Work item: From the line containing "if event.data.trim() == DONE" down to the line containing "complete concatenation; on" in the records below, reproduce every line exactly, ends included, and omit all others.

Records supplied:
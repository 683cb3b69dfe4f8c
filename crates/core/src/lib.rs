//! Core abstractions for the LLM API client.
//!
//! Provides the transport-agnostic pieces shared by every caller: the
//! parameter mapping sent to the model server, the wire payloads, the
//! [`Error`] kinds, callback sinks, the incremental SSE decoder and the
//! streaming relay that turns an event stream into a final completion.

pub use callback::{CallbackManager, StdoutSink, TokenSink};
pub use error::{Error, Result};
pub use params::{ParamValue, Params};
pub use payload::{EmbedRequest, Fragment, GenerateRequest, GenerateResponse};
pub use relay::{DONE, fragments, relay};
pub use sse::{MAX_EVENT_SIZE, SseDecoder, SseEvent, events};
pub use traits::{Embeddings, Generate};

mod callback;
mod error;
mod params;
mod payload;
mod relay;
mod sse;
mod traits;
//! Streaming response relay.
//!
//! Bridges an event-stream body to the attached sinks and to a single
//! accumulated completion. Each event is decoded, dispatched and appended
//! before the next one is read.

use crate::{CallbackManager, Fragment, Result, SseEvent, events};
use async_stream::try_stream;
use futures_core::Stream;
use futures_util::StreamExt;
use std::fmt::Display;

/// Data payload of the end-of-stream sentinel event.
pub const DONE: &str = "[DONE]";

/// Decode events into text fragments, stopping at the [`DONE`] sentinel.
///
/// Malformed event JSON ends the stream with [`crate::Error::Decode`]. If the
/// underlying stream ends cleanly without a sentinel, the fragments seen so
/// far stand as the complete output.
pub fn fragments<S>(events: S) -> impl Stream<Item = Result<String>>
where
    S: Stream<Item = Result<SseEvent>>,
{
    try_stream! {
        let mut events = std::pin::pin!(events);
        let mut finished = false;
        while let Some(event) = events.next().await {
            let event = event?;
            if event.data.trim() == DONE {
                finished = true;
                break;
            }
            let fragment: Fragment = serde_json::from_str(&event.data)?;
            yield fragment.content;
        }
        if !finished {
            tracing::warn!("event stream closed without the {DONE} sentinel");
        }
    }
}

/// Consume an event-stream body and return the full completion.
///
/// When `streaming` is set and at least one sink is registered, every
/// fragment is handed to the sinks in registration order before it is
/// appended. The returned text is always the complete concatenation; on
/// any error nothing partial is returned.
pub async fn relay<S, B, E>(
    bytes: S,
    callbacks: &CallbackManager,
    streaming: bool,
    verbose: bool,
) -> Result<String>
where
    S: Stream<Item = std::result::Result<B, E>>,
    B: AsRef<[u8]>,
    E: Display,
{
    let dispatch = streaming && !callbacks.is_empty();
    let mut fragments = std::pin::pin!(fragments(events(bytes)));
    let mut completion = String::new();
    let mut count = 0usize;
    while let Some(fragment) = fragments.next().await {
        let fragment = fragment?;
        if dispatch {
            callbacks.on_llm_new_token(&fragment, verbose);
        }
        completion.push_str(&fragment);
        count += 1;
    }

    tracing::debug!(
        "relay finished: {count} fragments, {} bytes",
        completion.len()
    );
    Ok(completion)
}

Exercise response:
            if event.data.trim() == DONE {
                finished = true;
                break;
            }
            let fragment: Fragment = serde_json::from_str(&event.data)?;
            yield fragment.content;
        }
        if !finished {
            tracing::warn!("event stream closed without the {DONE} sentinel");
        }
    }
}

/// Consume an event-stream body and return the full completion.
///
/// When `streaming` is set and at least one sink is registered, every
/// fragment is handed to the sinks in registration order before it is
/// appended. The returned text is always the complete concatenation; on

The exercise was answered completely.